:: Dataset entries

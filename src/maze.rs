//! Maze carving, endpoint assignment and solving

use std::collections::VecDeque;
use std::ops::Index;

use rand::{rngs::StdRng, seq::SliceRandom, Rng, SeedableRng};
use tracing::{debug, trace};

use crate::render::Snapshot;
use crate::{Cell, Direction, MazeError, MazeResult, Point};

/// Perfect maze on a rectangular grid
///
/// Cells start fully walled. [Self::carve] opens walls until the open-wall
/// graph is a spanning tree, so any two cells are joined by exactly one
/// simple path. [Self::solve] then marks that path between the start and
/// goal cells.
///
/// The random source is owned by the maze, so a seeded generator gives a
/// reproducible layout.
pub struct Maze<R = StdRng> {
    rows: usize,
    columns: usize,
    /// Cells as `cells[row][column]`
    cells: Vec<Vec<Cell>>,
    start: Option<Point>,
    goal: Option<Point>,
    carved: bool,
    random: R,
}

impl Maze<StdRng> {
    /// Create a fully walled maze
    ///
    /// - `rows`, `columns`: Grid size, both must be greater than 1.
    /// - `seed`: Random seed. Without one the generator is seeded from
    ///   the operating system.
    ///
    /// # Examples
    /// ```
    /// use perfect_maze::{Maze, MazeError};
    ///
    /// assert!(Maze::new(3, 4, Some(7)).is_ok());
    /// assert_eq!(
    ///     Maze::new(1, 5, None).err(),
    ///     Some(MazeError::InvalidDimension { rows: 1, columns: 5 })
    /// );
    /// ```
    pub fn new(rows: usize, columns: usize, seed: Option<u64>) -> MazeResult<Self> {
        let random = match seed {
            Some(state) => StdRng::seed_from_u64(state),
            None => StdRng::from_entropy(),
        };
        Self::with_rng(rows, columns, random)
    }
}

impl<R: Rng> Maze<R> {
    /// Create a fully walled maze that draws randomness from `random`
    pub fn with_rng(rows: usize, columns: usize, random: R) -> MazeResult<Self> {
        if rows <= 1 || columns <= 1 {
            return Err(MazeError::InvalidDimension { rows, columns });
        }
        let cells = (0..rows)
            .map(|row| {
                (0..columns)
                    .map(|column| Cell::new(Point { row, column }))
                    .collect()
            })
            .collect();
        Ok(Maze {
            rows,
            columns,
            cells,
            start: None,
            goal: None,
            carved: false,
            random,
        })
    }

    /// Carve a perfect maze out of the grid
    ///
    /// Depth-first walk from the top-left cell with an explicit stack. At
    /// each step a random unvisited neighbour of the cell on top of the
    /// stack is visited and the wall between them removed; when there is
    /// none, the walk backtracks. Stops once every cell has been visited.
    ///
    /// Calling this on an already carved maze does nothing.
    pub fn carve(&mut self) {
        if self.carved {
            debug!("maze is already carved");
            return;
        }

        let origin = Point::new(0, 0);
        self.cell_mut(origin).mark_visited();
        let mut stack = vec![origin];
        let mut removed = 0;

        while let Some(&current) = stack.last() {
            match self.random_unvisited_neighbor(current) {
                Some((direction, next)) => {
                    self.cell_mut(next).mark_visited();
                    self.remove_wall(current, next, direction);
                    trace!(from = %current, to = %next, ?direction, "removed wall");
                    stack.push(next);
                    removed += 1;
                }
                None => {
                    stack.pop();
                }
            }
        }

        self.carved = true;
        debug!(
            rows = self.rows,
            columns = self.columns,
            removed,
            "carved maze"
        );
    }

    /// Pick a random unvisited neighbour of `current`
    ///
    /// Directions are shuffled on every call so that no direction is
    /// favoured.
    fn random_unvisited_neighbor(&mut self, current: Point) -> Option<(Direction, Point)> {
        let mut directions = Direction::ALL;
        directions.shuffle(&mut self.random);

        directions.into_iter().find_map(|direction| {
            self.neighbor(current, direction)
                .filter(|&next| !self[next].visited())
                .map(|next| (direction, next))
        })
    }

    /// Remove the wall shared by `current` and its neighbour `next`
    fn remove_wall(&mut self, current: Point, next: Point, direction: Direction) {
        match direction {
            Direction::North => self.cell_mut(current).remove_top_wall(),
            Direction::South => self.cell_mut(next).remove_top_wall(),
            Direction::West => self.cell_mut(current).remove_left_wall(),
            Direction::East => self.cell_mut(next).remove_left_wall(),
        }
    }

    /// Mark `start` and `goal`
    ///
    /// Returns error if either point is outside the grid, if they are the
    /// same cell, or if endpoints were already assigned. Nothing is marked
    /// on error.
    ///
    /// # Examples
    /// ```
    /// use perfect_maze::{Maze, MazeError, Point};
    ///
    /// let mut maze = Maze::new(3, 3, Some(1)).unwrap();
    /// assert!(matches!(
    ///     maze.set_goal(Point::new(5, 5), Point::new(0, 0)),
    ///     Err(MazeError::InvalidCoordinate { .. })
    /// ));
    /// assert_eq!(
    ///     maze.set_goal(Point::new(1, 1), Point::new(1, 1)),
    ///     Err(MazeError::DuplicateEndpoint(Point::new(1, 1)))
    /// );
    /// maze.set_goal(Point::new(0, 0), Point::new(2, 2)).unwrap();
    /// ```
    pub fn set_goal(&mut self, start: Point, goal: Point) -> MazeResult<()> {
        self.check_endpoints(start, goal)?;
        self.ensure_endpoints_unassigned()?;

        self.cell_mut(start).mark_start();
        self.cell_mut(goal).mark_goal();
        self.start = Some(start);
        self.goal = Some(goal);
        debug!(%start, %goal, "assigned endpoints");
        Ok(())
    }

    /// Mark a random start and a random, different goal
    ///
    /// Start and goal are drawn independently and uniformly over the grid.
    /// Only the goal is redrawn when it lands on the start. Returns the
    /// chosen `(start, goal)`.
    pub fn set_random_goal(&mut self) -> MazeResult<(Point, Point)> {
        self.ensure_endpoints_unassigned()?;

        let start = self.random_point();
        let mut goal = self.random_point();
        while goal == start {
            goal = self.random_point();
        }

        self.set_goal(start, goal)?;
        Ok((start, goal))
    }

    fn random_point(&mut self) -> Point {
        let row = self.random.gen_range(0..self.rows);
        let column = self.random.gen_range(0..self.columns);
        Point { row, column }
    }

    fn ensure_endpoints_unassigned(&self) -> MazeResult<()> {
        if self.start.is_some() || self.goal.is_some() {
            return Err(MazeError::PreconditionViolation(
                "start and goal are already assigned",
            ));
        }
        Ok(())
    }
}

impl<R> Maze<R> {
    /// Find the path from start to goal and mark the cells along it
    ///
    /// Breadth-first search over the open-wall graph; only neighbours with
    /// no wall in between are followed. Each reached cell remembers the
    /// cell it was reached from, and the path is read back from the goal.
    /// In a perfect maze this is the only simple path between the two.
    ///
    /// Every cell of the path except the start and goal is marked as on
    /// path. Returns the path, start and goal included.
    ///
    /// Returns error if the maze has not been carved or the endpoints have
    /// not been assigned.
    ///
    /// # Examples
    /// ```
    /// use perfect_maze::{Maze, Point};
    ///
    /// let mut maze = Maze::new(4, 6, Some(3)).unwrap();
    /// maze.carve();
    /// maze.set_goal(Point::new(0, 0), Point::new(3, 5)).unwrap();
    /// let path = maze.solve().unwrap();
    /// assert_eq!(path.first(), Some(&Point::new(0, 0)));
    /// assert_eq!(path.last(), Some(&Point::new(3, 5)));
    /// ```
    pub fn solve(&mut self) -> MazeResult<Vec<Point>> {
        let (Some(start), Some(goal)) = (self.start, self.goal) else {
            return Err(MazeError::PreconditionViolation(
                "start and goal must be assigned before solving",
            ));
        };
        if !self.carved {
            return Err(MazeError::PreconditionViolation(
                "maze must be carved before solving",
            ));
        }

        self.mark_all_unvisited();
        let mut parents: Vec<Vec<Option<Point>>> = vec![vec![None; self.columns]; self.rows];
        let mut queue = VecDeque::from([start]);
        self.cell_mut(start).mark_visited();

        let mut found = false;
        while let Some(current) = queue.pop_front() {
            if self[current].is_goal() {
                found = true;
                break;
            }
            for direction in Direction::ALL {
                let Some(next) = self.neighbor(current, direction) else {
                    continue;
                };
                if self.is_open(current, direction) && !self[next].visited() {
                    self.cell_mut(next).mark_visited();
                    parents[next.row][next.column] = Some(current);
                    queue.push_back(next);
                }
            }
        }
        if !found {
            return Err(MazeError::PreconditionViolation(
                "goal is not reachable from start",
            ));
        }

        let mut path = vec![goal];
        let mut at = goal;
        while let Some(parent) = parents[at.row][at.column] {
            path.push(parent);
            at = parent;
        }
        path.reverse();

        for &point in &path {
            let cell = self.cell_mut(point);
            if !(cell.is_start() || cell.is_goal()) {
                cell.mark_on_path();
            }
        }
        debug!(%start, %goal, steps = path.len() - 1, "solved maze");
        Ok(path)
    }

    fn mark_all_unvisited(&mut self) {
        self.cells
            .iter_mut()
            .flatten()
            .for_each(Cell::mark_unvisited);
    }

    pub fn rows(&self) -> usize {
        self.rows
    }

    pub fn columns(&self) -> usize {
        self.columns
    }

    pub fn start(&self) -> Option<Point> {
        self.start
    }

    pub fn goal(&self) -> Option<Point> {
        self.goal
    }

    pub fn is_carved(&self) -> bool {
        self.carved
    }

    /// Check that `start` and `goal` are distinct cells inside the grid
    ///
    /// Same checks as [Self::set_goal], without marking anything.
    pub fn check_endpoints(&self, start: Point, goal: Point) -> MazeResult<()> {
        for point in [start, goal] {
            if !self.contains(point) {
                return Err(MazeError::InvalidCoordinate {
                    point,
                    rows: self.rows,
                    columns: self.columns,
                });
            }
        }
        if start == goal {
            return Err(MazeError::DuplicateEndpoint(start));
        }
        Ok(())
    }

    /// Whether `point` lies inside the grid
    pub fn contains(&self, point: Point) -> bool {
        point.row < self.rows && point.column < self.columns
    }

    /// Cell at `point`, if inside the grid
    pub fn cell(&self, point: Point) -> Option<&Cell> {
        self.cells.get(point.row)?.get(point.column)
    }

    fn cell_mut(&mut self, point: Point) -> &mut Cell {
        &mut self.cells[point.row][point.column]
    }

    /// Neighbour one step from `point` in `direction`
    ///
    /// Returns `None` when `point` or the neighbour is outside the grid.
    pub fn neighbor(&self, point: Point, direction: Direction) -> Option<Point> {
        if !self.contains(point) {
            return None;
        }
        let row = point.row.checked_add_signed(direction.row())?;
        let column = point.column.checked_add_signed(direction.column())?;
        let next = Point { row, column };
        self.contains(next).then_some(next)
    }

    /// Whether there is no wall between `point` and its neighbour in
    /// `direction`
    ///
    /// The outer boundary is always closed.
    pub fn is_open(&self, point: Point, direction: Direction) -> bool {
        let Some(next) = self.neighbor(point, direction) else {
            return false;
        };
        match direction {
            Direction::North => !self[point].top_wall(),
            Direction::South => !self[next].top_wall(),
            Direction::West => !self[point].left_wall(),
            Direction::East => !self[next].left_wall(),
        }
    }

    /// Read-only copy of every cell, for rendering
    pub fn snapshot(&self) -> Snapshot {
        Snapshot::new(self.cells.clone())
    }
}

impl<R> Index<Point> for Maze<R> {
    type Output = Cell;

    /// # Panics
    /// If `point` is outside the grid.
    fn index(&self, point: Point) -> &Self::Output {
        &self.cells[point.row][point.column]
    }
}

::::

### What the task requires
Quote in full each line from the top of the records above through the line with "is seeded from"; stop after that line.

### Your solution
filename src/maze.rs
//! Maze carving, endpoint assignment and solving

use std::collections::VecDeque;
use std::ops::Index;

use rand::{rngs::StdRng, seq::SliceRandom, Rng, SeedableRng};
use tracing::{debug, trace};

use crate::render::Snapshot;
use crate::{Cell, Direction, MazeError, MazeResult, Point};

/// Perfect maze on a rectangular grid
///
/// Cells start fully walled. [Self::carve] opens walls until the open-wall
/// graph is a spanning tree, so any two cells are joined by exactly one
/// simple path. [Self::solve] then marks that path between the start and
/// goal cells.
///
/// The random source is owned by the maze, so a seeded generator gives a
/// reproducible layout.
pub struct Maze<R = StdRng> {
    rows: usize,
    columns: usize,
    /// Cells as `cells[row][column]`
    cells: Vec<Vec<Cell>>,
    start: Option<Point>,
    goal: Option<Point>,
    carved: bool,
    random: R,
}

impl Maze<StdRng> {
    /// Create a fully walled maze
    ///
    /// - `rows`, `columns`: Grid size, both must be greater than 1.
    /// - `seed`: Random seed. Without one the generator is seeded from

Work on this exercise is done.